Among the challenges of opening a second restaurant location is the need to embody the original venue while simultaneously establishing a new, separate identity. It's a feat accomplished by the homey yet refined Fort Greene outpost of the Lower East Side's Gentleman Farmer. Home to an endearing menu of French-farmhouse cuisine with an impressive selection of affordable wines, it exemplifies all the best qualities of its predecessor but in a larger, brighter space with a subtle speakeasy vibe.

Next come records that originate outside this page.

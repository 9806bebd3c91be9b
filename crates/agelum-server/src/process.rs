//! Preview processes: one managed dev server (or shell) per repository.

use std::collections::HashMap;
use std::path::{Path, PathBuf};
use std::process::Stdio;
use std::sync::atomic::{AtomicBool, Ordering};
use std::sync::{Arc, Mutex};
use std::time::Duration;

use chrono::{DateTime, Utc};
use serde::Serialize;
use tokio::io::{AsyncReadExt, AsyncWriteExt};
use tokio::process::{Child, Command};
use tokio::sync::mpsc;

use crate::liveness;

/// Output kept per process; older output is dropped first.
pub const OUTPUT_CAP: usize = 512 * 1024;
const RESTART_GRACE: Duration = Duration::from_secs(1);

/// Append-only text buffer with a byte cap. `offset` counts every byte ever
/// written so pollers can ask for "everything after N".
#[derive(Debug, Default)]
pub struct OutputBuffer {
    text: String,
    dropped: usize,
}

impl OutputBuffer {
    pub fn push(&mut self, s: &str) {
        self.text.push_str(s);
        if self.text.len() > OUTPUT_CAP {
            let mut cut = self.text.len() - OUTPUT_CAP;
            while !self.text.is_char_boundary(cut) {
                cut += 1;
            }
            self.text.drain(..cut);
            self.dropped += cut;
        }
    }

    pub fn offset(&self) -> usize {
        self.dropped + self.text.len()
    }

    /// Text written after absolute offset `since`, or everything retained.
    pub fn since(&self, since: usize) -> &str {
        let start = since.saturating_sub(self.dropped).min(self.text.len());
        let mut start = start;
        while !self.text.is_char_boundary(start) {
            start += 1;
        }
        &self.text[start..]
    }
}

type SharedOutput = Arc<Mutex<OutputBuffer>>;

fn append(out: &SharedOutput, s: &str) {
    if let Ok(mut b) = out.lock() {
        b.push(s);
    }
}

/// Decodes a byte stream read in arbitrary chunks, holding back a trailing
/// partial UTF-8 sequence until the next chunk completes it.
#[derive(Debug, Default)]
struct Utf8Stream {
    pending: Vec<u8>,
}

impl Utf8Stream {
    fn decode(&mut self, chunk: &[u8]) -> String {
        self.pending.extend_from_slice(chunk);
        let mut out = String::new();
        loop {
            let err = match std::str::from_utf8(&self.pending) {
                Ok(s) => {
                    out.push_str(s);
                    self.pending.clear();
                    return out;
                }
                Err(e) => e,
            };
            let valid = err.valid_up_to();
            out.push_str(&String::from_utf8_lossy(&self.pending[..valid]));
            match err.error_len() {
                Some(bad) => {
                    out.push(char::REPLACEMENT_CHARACTER);
                    self.pending.drain(..valid + bad);
                }
                None => {
                    self.pending.drain(..valid);
                    return out;
                }
            }
        }
    }

    /// Whatever is still held back once the stream has ended.
    fn finish(&mut self) -> String {
        let rest = String::from_utf8_lossy(&self.pending).into_owned();
        self.pending.clear();
        rest
    }
}

struct Managed {
    pid: u32,
    started_at: DateTime<Utc>,
    command: String,
    stdin: mpsc::UnboundedSender<String>,
    exited: Arc<AtomicBool>,
}

impl Managed {
    fn alive(&self) -> bool {
        !self.exited.load(Ordering::SeqCst)
    }
}

#[derive(Debug, Clone, Copy, PartialEq, Eq)]
pub enum LaunchKind {
    /// `<shell> -l -c <dev command>`
    DevServer,
    /// Interactive login shell.
    Shell,
}

#[derive(Debug, Clone, Serialize)]
pub struct Started {
    pub pid: u32,
    pub command: String,
}

#[derive(Debug, Clone, Serialize)]
pub struct ManagedInfo {
    pub pid: u32,
    pub started_at: DateTime<Utc>,
    pub command: String,
}

#[derive(Debug, Clone, Serialize)]
pub struct Logs {
    pub output: String,
    /// Pass back as `since` to receive only newer output.
    pub offset: usize,
    pub running: bool,
    pub pid: Option<u32>,
}

#[derive(Debug, Clone, PartialEq, Eq, Serialize)]
#[serde(rename_all = "snake_case")]
pub enum Stopped {
    Managed,
    External { pid: u32 },
}

/// Registry of managed processes keyed by repository name. Output of the
/// last process of each repository outlives it so logs stay readable.
#[derive(Clone, Default)]
pub struct ProcessManager {
    running: Arc<Mutex<HashMap<String, Managed>>>,
    last_output: Arc<Mutex<HashMap<String, SharedOutput>>>,
    /// Overrides `$SHELL`.
    shell: Option<PathBuf>,
}

impl ProcessManager {
    pub fn new() -> Self {
        Self::default()
    }

    pub fn with_shell(shell: impl Into<PathBuf>) -> Self {
        Self {
            shell: Some(shell.into()),
            ..Self::default()
        }
    }

    /// Managed process for `repo`, pruning it if it has exited.
    pub fn managed(&self, repo: &str) -> Option<ManagedInfo> {
        let mut running = self.running.lock().ok()?;
        match running.get(repo) {
            Some(m) if m.alive() => Some(ManagedInfo {
                pid: m.pid,
                started_at: m.started_at,
                command: m.command.clone(),
            }),
            Some(_) => {
                running.remove(repo);
                None
            }
            None => None,
        }
    }

    pub fn spawn(
        &self,
        repo: &str,
        dir: &Path,
        kind: LaunchKind,
        dev_command: &str,
    ) -> anyhow::Result<Started> {
        // Held until the new process is registered so two starts for the
        // same repository cannot both pass the check.
        let mut running = self
            .running
            .lock()
            .map_err(|_| anyhow::anyhow!("process registry poisoned"))?;
        if running.get(repo).is_some_and(Managed::alive) {
            anyhow::bail!("Already running (managed)");
        }

        let shell = self.shell.clone().unwrap_or_else(login_shell);
        let mut cmd = Command::new(&shell);
        let command = match kind {
            LaunchKind::DevServer => {
                cmd.arg("-l").arg("-c").arg(dev_command);
                dev_command.to_string()
            }
            LaunchKind::Shell => {
                cmd.arg("-l");
                "shell".to_string()
            }
        };
        cmd.current_dir(dir)
            .env("TERM", "xterm-256color")
            .env("FORCE_COLOR", "1")
            .env("BROWSER", "none")
            .env("CI", "1")
            .stdin(Stdio::piped())
            .stdout(Stdio::piped())
            .stderr(Stdio::piped())
            .kill_on_drop(true);

        let child = cmd.spawn().map_err(|e| {
            anyhow::anyhow!(
                "Failed to spawn process: {e} (cwd: {}, cmd: {})",
                dir.display(),
                shell.display()
            )
        })?;
        let pid = child
            .id()
            .ok_or_else(|| anyhow::anyhow!("Failed to start process (no PID)"))?;

        let output: SharedOutput = Arc::default();
        let title = match kind {
            LaunchKind::DevServer => "Starting App",
            LaunchKind::Shell => "Terminal",
        };
        append(&output, &banner(title, repo, dir, &shell, &command));

        let exited = Arc::new(AtomicBool::new(false));
        let (stdin_tx, stdin_rx) = mpsc::unbounded_channel();
        pump(child, Arc::clone(&output), Arc::clone(&exited), stdin_rx);

        tracing::info!(%repo, pid, %command, "started managed process");
        let managed = Managed {
            pid,
            started_at: Utc::now(),
            command: command.clone(),
            stdin: stdin_tx,
            exited,
        };
        running.insert(repo.to_string(), managed);
        drop(running);
        if let Ok(mut last) = self.last_output.lock() {
            last.insert(repo.to_string(), output);
        }
        Ok(Started { pid, command })
    }

    /// SIGTERM the managed process, or whatever listens on the dev port of
    /// `url` when nothing is managed.
    pub async fn stop(&self, repo: &str, url: Option<&str>) -> anyhow::Result<Stopped> {
        let managed = self.running.lock().ok().and_then(|mut r| r.remove(repo));
        if let Some(m) = managed {
            if m.alive() {
                terminate(m.pid)?;
            }
            tracing::info!(%repo, pid = m.pid, "stopped managed process");
            return Ok(Stopped::Managed);
        }

        if let Some(port) = url.and_then(liveness::dev_port) {
            if let Some(pid) = liveness::pid_on_port(port).await {
                terminate(pid)?;
                tracing::info!(%repo, pid, port, "stopped external process");
                return Ok(Stopped::External { pid });
            }
        }
        anyhow::bail!("No running process found")
    }

    pub async fn restart(
        &self,
        repo: &str,
        dir: &Path,
        dev_command: &str,
        url: Option<&str>,
    ) -> anyhow::Result<Started> {
        if self.stop(repo, url).await.is_ok() {
            tokio::time::sleep(RESTART_GRACE).await;
        }
        self.spawn(repo, dir, LaunchKind::DevServer, dev_command)
    }

    pub fn logs(&self, repo: &str, since: usize) -> Logs {
        let info = self.managed(repo);
        let output = self
            .last_output
            .lock()
            .ok()
            .and_then(|m| m.get(repo).cloned());
        let (text, offset) = match output.as_ref().and_then(|o| o.lock().ok()) {
            Some(buf) => (buf.since(since).to_string(), buf.offset()),
            None => (String::new(), 0),
        };
        Logs {
            output: text,
            offset,
            running: info.is_some(),
            pid: info.map(|i| i.pid),
        }
    }

    /// Write `data` to the managed process's stdin.
    pub fn send_input(&self, repo: &str, data: &str) -> anyhow::Result<()> {
        let running = self
            .running
            .lock()
            .map_err(|_| anyhow::anyhow!("process registry poisoned"))?;
        let m = running
            .get(repo)
            .filter(|m| m.alive())
            .ok_or_else(|| anyhow::anyhow!("Process input not available"))?;
        m.stdin
            .send(data.to_string())
            .map_err(|_| anyhow::anyhow!("Process input not available"))
    }
}

fn login_shell() -> PathBuf {
    std::env::var_os("SHELL")
        .map(PathBuf::from)
        .filter(|p| p.is_file())
        .unwrap_or_else(|| PathBuf::from("/bin/sh"))
}

fn banner(title: &str, repo: &str, dir: &Path, shell: &Path, command: &str) -> String {
    format!(
        "\x1b[36m━━━ {title}: {repo} ━━━\x1b[0m\n\x1b[90m  Cwd:     {}\x1b[0m\n\x1b[90m  Command: {} {command}\x1b[0m\n\x1b[36m━━━━━━━━━━━━━━━━━━━━━━━━━━━━━━━━━━\x1b[0m\n\n",
        dir.display(),
        shell.display()
    )
}

/// Background tasks: copy stdout/stderr into `output`, forward stdin lines,
/// and record the exit line.
fn pump(
    mut child: Child,
    output: SharedOutput,
    exited: Arc<AtomicBool>,
    mut stdin_rx: mpsc::UnboundedReceiver<String>,
) {
    if let Some(mut stdin) = child.stdin.take() {
        tokio::spawn(async move {
            while let Some(data) = stdin_rx.recv().await {
                if stdin.write_all(data.as_bytes()).await.is_err() {
                    break;
                }
                let _ = stdin.flush().await;
            }
        });
    }

    let stdout_task = child.stdout.take().map(|mut stdout| {
        let out = Arc::clone(&output);
        tokio::spawn(async move {
            let mut buf = [0u8; 4096];
            let mut text = Utf8Stream::default();
            while let Ok(n) = stdout.read(&mut buf).await {
                if n == 0 {
                    break;
                }
                append(&out, &text.decode(&buf[..n]));
            }
            append(&out, &text.finish());
        })
    });
    let stderr_task = child.stderr.take().map(|mut stderr| {
        let out = Arc::clone(&output);
        tokio::spawn(async move {
            let mut buf = [0u8; 4096];
            let mut text = Utf8Stream::default();
            while let Ok(n) = stderr.read(&mut buf).await {
                if n == 0 {
                    break;
                }
                let chunk = text.decode(&buf[..n]);
                if !chunk.is_empty() {
                    append(&out, &format!("\x1b[31m{chunk}\x1b[m"));
                }
            }
            let rest = text.finish();
            if !rest.is_empty() {
                append(&out, &format!("\x1b[31m{rest}\x1b[m"));
            }
        })
    });

    // The waiter owns the child; stop() signals by PID.
    tokio::spawn(async move {
        let status = child.wait().await;
        if let Some(t) = stdout_task {
            let _ = t.await;
        }
        if let Some(t) = stderr_task {
            let _ = t.await;
        }
        let (code, signal) = match &status {
            Ok(s) => (s.code(), exit_signal(s)),
            Err(_) => (None, None),
        };
        let show = |v: Option<i32>| v.map(|v| v.to_string()).unwrap_or_else(|| "unknown".into());
        append(
            &output,
            &format!("\n[Process exited] code={} signal={}\n", show(code), show(signal)),
        );
        exited.store(true, Ordering::SeqCst);
    });
}

#[cfg(unix)]
fn exit_signal(status: &std::process::ExitStatus) -> Option<i32> {
    use std::os::unix::process::ExitStatusExt;
    status.signal()
}

#[cfg(not(unix))]
fn exit_signal(_status: &std::process::ExitStatus) -> Option<i32> {
    None
}

#[cfg(unix)]
fn terminate(pid: u32) -> anyhow::Result<()> {
    use nix::sys::signal::{kill, Signal};
    use nix::unistd::Pid;
    let raw = i32::try_from(pid)?;
    kill(Pid::from_raw(raw), Signal::SIGTERM)?;
    Ok(())
}

#[cfg(not(unix))]
fn terminate(pid: u32) -> anyhow::Result<()> {
    let status = std::process::Command::new("taskkill")
        .args(["/PID", &pid.to_string()])
        .status()?;
    anyhow::ensure!(status.success(), "taskkill failed for {pid}");
    Ok(())
}

// ---------------------------------------------------------------------------
// Tests
// ---------------------------------------------------------------------------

Slide into the leather bench seating illuminated by industrial brass sconces and enjoy amply portioned dishes that marry seasonal ingredients with traditional French cooking. Starters include foie gras torchon with mango chutney ($17), twice-cooked mushroom risotto ($16) and a lustrous venison Carpaccio ($14) that delicately tops a spread of Marsala-red meat with bits of red pepper and goat cheese. Tamer palates will find comfort in classic and soulful French onion soup ($9), while fish lovers would be wise to skip the forgettable though serviceable tuna tartare ($16) in favor of the tender grilled octopus ($15) tucked inside a bed of potatoes, chorizo and chickpeas whipped with cumin.
Though designated as a starter, the warm Brussels sprout salad ($12)—crowned with blue cheese and bacon—doubles as a formidable side against any number of meat-centric entrees, among them Bison steak with rosemary gratin ($29), smoked duck breast ($28), and pork filet mignon ($24). Adventurous diners will best appreciate the succulent rabbit ($29) drenched in a creamy butter sauce with hints of mustard seed and peppercorn, or the delightfully supple rack of lamb ($27) seared to crackling perfection under mists of truffle demi glace. But don’t dismiss the velvety Tagliatelle ($21)—deeply aromatic and dredged in pecorino, it’s a welcome vegetarian alternative.
An assortment of cheeses and sweets complete the experience, the highlight being a playful presentation of apple fritters ($10) swathed in salted caramel and cinnamon. It's a fitting way to cap off a feast at a restaurant where classic, comforting fare is the name of the game.